The correct question is “are there more heads than tails?” The guess is then obvious - either all heads or all tails.
We model this problem as follows. Define $2 = \{0, 1\}$; heads is represented by $0$ and tails by $1$. We are looking for a partition of $2^n$ into 2 sets, $A$ and $B$, and choosing two sequences $a$ and $b$ so as to minimise $F(A, B, a, b) = \sum\limits_{x \in A} d(x, a) + \sum\limits_{x \in B} d(x, b)$, where $d$ is the Hamming distance. We will treat $2$ as the group $\mathbb{Z} / 2 \mathbb{Z}$, which gives $2^n$ a group structure as well.
We then ask the question “Is the sequence in $A$?” If so, we guess the sequence $a$; otherwise, we choose the sequence $b$. Note that $F(A, B, a, b)$ counts the number of incorrect guesses over all possible states, with $\frac{1}{2^n} F(A, B, a, b)$ being the expected number of incorrect guesses; to maximise the number of correct guesses, we minimise the number of incorrect ones.
The first thing we can note is that when we minimise $F$, we WLOG have $a + b = 1$. This is because we should always pick $a_i$ to be the most common value of $x_i$ for $x \in A$, which is therefore the least common value of $x_i$ for $x \in B$ and therefore not equal to $b_i$; then $a_i + b_i = 1$. Translating back to English, this means that every guess we make should depend WLOG on whether the answer is “yes” or “no”; we should never make the same guess for coin $i$ in both cases.
The second thing to note is that WLOG, we can take $a = 0$. For if we have an optimal solution $(A, B, a, b)$, we can equally take $(A - a, B - a, a - a, b - a)$ and get an optimal solution.
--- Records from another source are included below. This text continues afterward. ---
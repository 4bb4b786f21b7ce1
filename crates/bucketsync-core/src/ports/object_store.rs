//! Object storage port (driven/secondary port)
//!
//! This module defines the collaborator contract for the remote object store.
//! The production implementation speaks the Google Cloud Storage JSON API,
//! and tests use an in-memory store.
//!
//! ## Design Notes
//!
//! - Methods return [`StoreError`], which only distinguishes "object not
//!   found" from an opaque backend failure. Use cases turn it into a
//!   [`SyncError`] with [`StoreError::annotate`] so that every failure names
//!   the operation, bucket and object it concerns.
//! - Object names are full names within the bucket, never addresses.

use thiserror::Error;

use crate::domain::acl::{AclEntry, PredefinedAcl};
use crate::domain::errors::SyncError;
use crate::domain::object::RemoteObjectMeta;

/// Failure reported by an object store adapter
#[derive(Debug, Error)]
pub enum StoreError {
    /// The object or bucket does not exist
    #[error("object not found")]
    NotFound,

    /// Transport, authorization or server failure
    #[error(transparent)]
    Backend(#[from] anyhow::Error),
}

impl StoreError {
    /// Attaches the operation, bucket and name to a backend failure
    ///
    /// `operation` reads as a gerund: "uploading", "listing", ...
    pub fn annotate(self, operation: &'static str, bucket: &str, name: &str) -> SyncError {
        match self {
            StoreError::NotFound => SyncError::NotFound {
                bucket: bucket.to_string(),
                name: name.to_string(),
            },
            StoreError::Backend(source) => SyncError::Backend {
                operation,
                bucket: bucket.to_string(),
                name: name.to_string(),
                source,
            },
        }
    }

    pub fn is_not_found(&self) -> bool {
        matches!(self, StoreError::NotFound)
    }
}

/// Result type of every [`IObjectStore`] method
pub type StoreResult<T> = Result<T, StoreError>;

/// One page-merged result of a listing call
#[derive(Debug, Clone, Default, PartialEq, Eq)]
pub struct ObjectListing {
    /// Common prefixes (pseudo-directories) when a delimiter was given,
    /// each ending with the delimiter
    pub prefixes: Vec<String>,
    /// Objects directly matched by the listing, with full names
    pub objects: Vec<RemoteObjectMeta>,
}

/// Port trait for the remote object store
///
/// ## Implementation Notes
///
/// - `put_object` must return the metadata the backend recorded, including
///   the digest it computed, so callers can verify the upload.
/// - `list_objects` must follow pagination and return the complete listing.
/// - `set_grants` replaces the whole ACL list of the object.
#[async_trait::async_trait]
pub trait IObjectStore: Send + Sync {
    /// Creates or replaces an object, applying `predefined_acl` at creation
    async fn put_object(
        &self,
        bucket: &str,
        name: &str,
        data: Vec<u8>,
        predefined_acl: Option<PredefinedAcl>,
    ) -> StoreResult<RemoteObjectMeta>;

    /// Fetches object metadata without its content
    async fn get_object_meta(&self, bucket: &str, name: &str) -> StoreResult<RemoteObjectMeta>;

    /// Fetches object content, optionally at a specific generation
    async fn get_object(
        &self,
        bucket: &str,
        name: &str,
        generation: Option<i64>,
    ) -> StoreResult<Vec<u8>>;

    /// Server-side copy within one bucket
    ///
    /// With `preserve_grants` the destination keeps the source's ACL;
    /// otherwise `predefined_acl` (or the bucket default) applies.
    async fn copy_object(
        &self,
        bucket: &str,
        source: &str,
        destination: &str,
        preserve_grants: bool,
        predefined_acl: Option<PredefinedAcl>,
    ) -> StoreResult<RemoteObjectMeta>;

    /// Deletes an object
    async fn delete_object(&self, bucket: &str, name: &str) -> StoreResult<()>;

    /// Lists objects whose names start with `prefix`
    ///
    /// With a delimiter, names containing it after the prefix are rolled up
    /// into [`ObjectListing::prefixes`].
    async fn list_objects(
        &self,
        bucket: &str,
        prefix: &str,
        delimiter: Option<&str>,
    ) -> StoreResult<ObjectListing>;

    /// Reads the full ACL list of an object
    async fn get_grants(&self, bucket: &str, name: &str) -> StoreResult<Vec<AclEntry>>;

    /// Replaces the full ACL list of an object
    async fn set_grants(&self, bucket: &str, name: &str, entries: &[AclEntry]) -> StoreResult<()>;
}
So there is an optimal solution with $a = 0$ and $b = 1$. In other words, without loss of generality, in the case of a “yes”, we should say “all heads”, and in the case of a “no”, we should say “all tails”.
Now that this is the case, it’s clear that we should put $x \in A$ iff $d(x, a) < d(x, b)$: that is, if and only if $x$ has more heads than tails. This completes the proof of optimality.